Placement is the step where we decide where on the chip each circuit element goes. Good placement makes the subsequent routing step easier and results in faster, more power-efficient designs.

Netlists: The Input to Placement

A netlist is a graph representation of a circuit after synthesis:

  • Nodes (vertices): Circuit components -- logic elements, memory blocks, I/O pins
  • Nets (hyperedges): Electrical connections -- a net connects one driver (source) to one or more receivers (sinks)

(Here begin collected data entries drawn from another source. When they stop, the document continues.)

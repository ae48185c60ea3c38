//! tao-vvc-sim - VVC CTU 调度模拟器
//!
//! 用模拟的解码协作方驱动调度器: 每帧按给定的尺寸与 slice 划分生成布局,
//! 多帧流水线并行 (后一帧的帧间预测等待前一帧的进度), 输出逐帧结果与统计.
//! 可以删掉某个 CTU 或在某个阶段注入错误, 观察中止与排空路径.

mod logging;
mod sim;

use std::collections::VecDeque;
use std::process;
use std::sync::atomic::{AtomicU64, Ordering};
use std::time::{Duration, Instant};

use anyhow::{Context, Result};
use clap::Parser;
use log::info;

use tao_core::CtuPos;
use tao_sched::load_config;
use tao_vvc::{FrameHandle, PictureLayout, SchedulerConfig, TaskStage, VvcScheduler};

use sim::{SimDecoder, SimPicture, parse_fault, parse_pos};

#[derive(Parser, Debug)]
#[command(name = "tao-vvc-sim", version, about = "VVC CTU 并行调度模拟器")]
struct Cli {
    /// 图像宽度 (亮度样本)
    #[arg(long, default_value_t = 1920)]
    width: u32,

    /// 图像高度 (亮度样本)
    #[arg(long, default_value_t = 1080)]
    height: u32,

    /// CTU 尺寸 log2 (5..=7)
    #[arg(long = "ctu-log2", default_value_t = 7)]
    ctu_log2: u8,

    /// 帧数
    #[arg(long, default_value_t = 8)]
    frames: usize,

    /// 每帧 slice 数
    #[arg(long, default_value_t = 1)]
    slices: usize,

    /// 启用熵编码同步 (波前并行解析)
    #[arg(long)]
    wpp: bool,

    /// 工作线程数 (默认按帧级并行度推导)
    #[arg(long)]
    threads: Option<usize>,

    /// 同时在途的帧数
    #[arg(long = "frame-threads")]
    frame_threads: Option<usize>,

    /// 每个 CTU 每个阶段的模拟工作量 (微秒)
    #[arg(long = "work-us", default_value_t = 20)]
    work_us: u64,

    /// 删掉该 CTU 的 slice 数据, 格式 x,y
    #[arg(long, value_parser = parse_pos)]
    missing: Option<CtuPos>,

    /// 在指定阶段与 CTU 注入错误, 格式 stage@x,y
    #[arg(long = "fail-stage", value_parser = parse_fault)]
    fail_stage: Option<(TaskStage, CtuPos)>,

    /// --missing 与 --fail-stage 作用的帧
    #[arg(long = "fault-frame", default_value_t = 0)]
    fault_frame: usize,

    /// JSON 配置文件, 命令行参数覆盖其中的值
    #[arg(long)]
    config: Option<String>,

    /// 日志级别 (-v debug, -vv trace)
    #[arg(short, long, action = clap::ArgAction::Count)]
    verbose: u8,
}

fn main() {
    let cli = Cli::parse();
    if let Err(e) = logging::init("tao-vvc-sim", cli.verbose) {
        eprintln!("警告: 日志初始化失败: {e:#}");
    }

    match run(&cli) {
        Ok(0) => {}
        Ok(failed) => {
            eprintln!("{failed} 帧解码失败");
            process::exit(1);
        }
        Err(e) => {
            eprintln!("错误: {e:#}");
            process::exit(1);
        }
    }
}

fn resolve_config(cli: &Cli) -> Result<SchedulerConfig> {
    let mut config = match &cli.config {
        Some(path) => load_config(path)?,
        None => SchedulerConfig::default(),
    };
    if let Some(frame_threads) = cli.frame_threads {
        config.frame_threads = frame_threads;
    }
    if let Some(threads) = cli.threads {
        config.worker_threads = threads;
    }
    config.validate().context("命令行参数无效")?;
    Ok(config)
}

fn build_layout(cli: &Cli, index: usize) -> PictureLayout {
    let layout =
        PictureLayout::raster_slices(cli.width, cli.height, cli.ctu_log2, cli.wpp, cli.slices);
    match cli.missing {
        Some(pos) if index == cli.fault_frame => layout.without_ctu(pos),
        _ => layout,
    }
}

/// 运行全部帧, 返回失败的帧数
fn run(cli: &Cli) -> Result<usize> {
    let config = resolve_config(cli)?;
    let frame_threads = config.frame_threads;
    let decoder = SimDecoder::new(Duration::from_micros(cli.work_us));
    let scheduler = VvcScheduler::new(decoder, config).context("创建调度器失败")?;

    eprintln!(
        "tao-vvc-sim 版本 {} -- {}x{}, CTU {}, {} 帧, {} 个 slice, WPP {}",
        tao_sched::version(),
        cli.width,
        cli.height,
        1u32 << cli.ctu_log2,
        cli.frames,
        cli.slices,
        if cli.wpp { "开" } else { "关" },
    );
    eprintln!("工作线程 {}, 帧级并行度 {}", scheduler.thread_count(), frame_threads);

    let started = Instant::now();
    let mut in_flight: VecDeque<FrameHandle<SimDecoder>> = VecDeque::new();
    let mut failed = 0;
    let mut previous = None;
    for index in 0..cli.frames {
        if in_flight.len() >= frame_threads {
            if let Some(handle) = in_flight.pop_front() {
                failed += finish_frame(&scheduler, handle);
            }
        }

        let layout = build_layout(cli, index);
        let picture = SimPicture {
            index,
            height: cli.height,
            ctu_size: layout.ctu_size(),
            fail_at: cli.fail_stage.filter(|_| index == cli.fault_frame),
            calls: AtomicU64::new(0),
        };
        // 以前一帧为唯一参考帧
        let refs = previous.take().map(|p| vec![p]).unwrap_or_default();
        let handle = scheduler
            .begin_frame(layout, picture, refs)
            .with_context(|| format!("帧 {index} 的布局无效"))?;
        scheduler
            .submit_frame(&handle)
            .with_context(|| format!("提交帧 {index} 失败"))?;
        previous = Some(handle.progress());
        in_flight.push_back(handle);
    }
    while let Some(handle) = in_flight.pop_front() {
        failed += finish_frame(&scheduler, handle);
    }

    let elapsed = started.elapsed();
    let calls = scheduler.decoder().calls();
    let summary: Vec<String> = TaskStage::ALL
        .iter()
        .map(|stage| format!("{}={}", stage, calls[stage.index()]))
        .collect();
    info!("协作方调用: {}", summary.join(", "));
    println!(
        "共 {} 帧, 失败 {}, 总耗时 {:.2} ms, 平均 {:.2} fps",
        cli.frames,
        failed,
        elapsed.as_secs_f64() * 1000.0,
        cli.frames as f64 / elapsed.as_secs_f64().max(f64::EPSILON)
    );
    Ok(failed)
}

/// 等待一帧结束并输出结果, 失败返回 1
fn finish_frame(
    scheduler: &VvcScheduler<SimDecoder>,
    mut handle: FrameHandle<SimDecoder>,
) -> usize {
    let result = scheduler.wait_frame(&mut handle);
    let stats = handle.stats();
    let index = handle.picture().index;
    let calls = handle.picture().calls.load(Ordering::Relaxed);
    let elapsed_ms = stats
        .elapsed
        .map(|d| d.as_secs_f64() * 1000.0)
        .unwrap_or_default();
    match result {
        Ok(()) => {
            println!(
                "帧 {:3}: 完成, {} 个任务, {} 次协作方调用, {} 次重新提交, {:.2} ms",
                index,
                stats.total_runs(),
                calls,
                stats.resubmits,
                elapsed_ms
            );
            0
        }
        Err(e) => {
            println!(
                "帧 {:3}: 失败 ({}), 已执行 {} 个任务, {} 次协作方调用, {:.2} ms",
                index,
                e,
                stats.total_runs(),
                calls,
                elapsed_ms
            );
            1
        }
    }
}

Mathematically, we represent a netlist as a graph \(G = (V, E)\) where:

  • \(V\) = set of circuit components (cells) to be placed
  • \(E\) = set of nets (connections between cells)

Nets vs Edges

You might be familiar with nets from PCB design and the rat's nest when doing layout. In VLSI terminology, a "net" is a single electrical signal that may connect multiple components. This differs from a simple graph edge, which connects exactly two nodes. Nets are technically hyperedges -- they can connect any number of nodes.

The Placement Objective

FPGA placement is the problem of mapping circuit components onto physical locations on the FPGA grid. We seek a placement function \(p: V \rightarrow \text{Grid}\) that minimises total wire length:

\[ \text{Cost}(p) = \sum_{(u,v) \in E} |p(u)_x - p(v)_x| + |p(u)_y - p(v)_y| \]

This formula uses Manhattan distance (also called L1 distance or taxicab distance) -- the sum of horizontal and vertical displacements. We use Manhattan distance rather than Euclidean (straight-line) distance because on-chip wires can only travel horizontally or vertically along the FPGA's routing channels, never diagonally.

Why minimise wire length?

  • Speed: Shorter wires have lower capacitance and resistance, allowing faster signal propagation
  • Power: Charging and discharging wire capacitance consumes dynamic power
  • Routability: Shorter wires are easier to route without congestion

The Combinatorial Explosion

The search space for placement grows factorially. For \(n\) cells on a grid with \(m\) locations:

\[ \text{Possible placements} = \frac{m!}{(m-n)!} = m \times (m-1) \times \cdots \times (m-n+1) \]

For Stefan's example of 300 nodes on a 64x64 grid (4,096 locations):

\[ \frac{4096!}{3796!} \approx 10^{1000+} \]

This is astronomically larger than the number of atoms in the observable universe (~\(10^{80}\)). Exhaustive search is impossible; we need intelligent heuristics.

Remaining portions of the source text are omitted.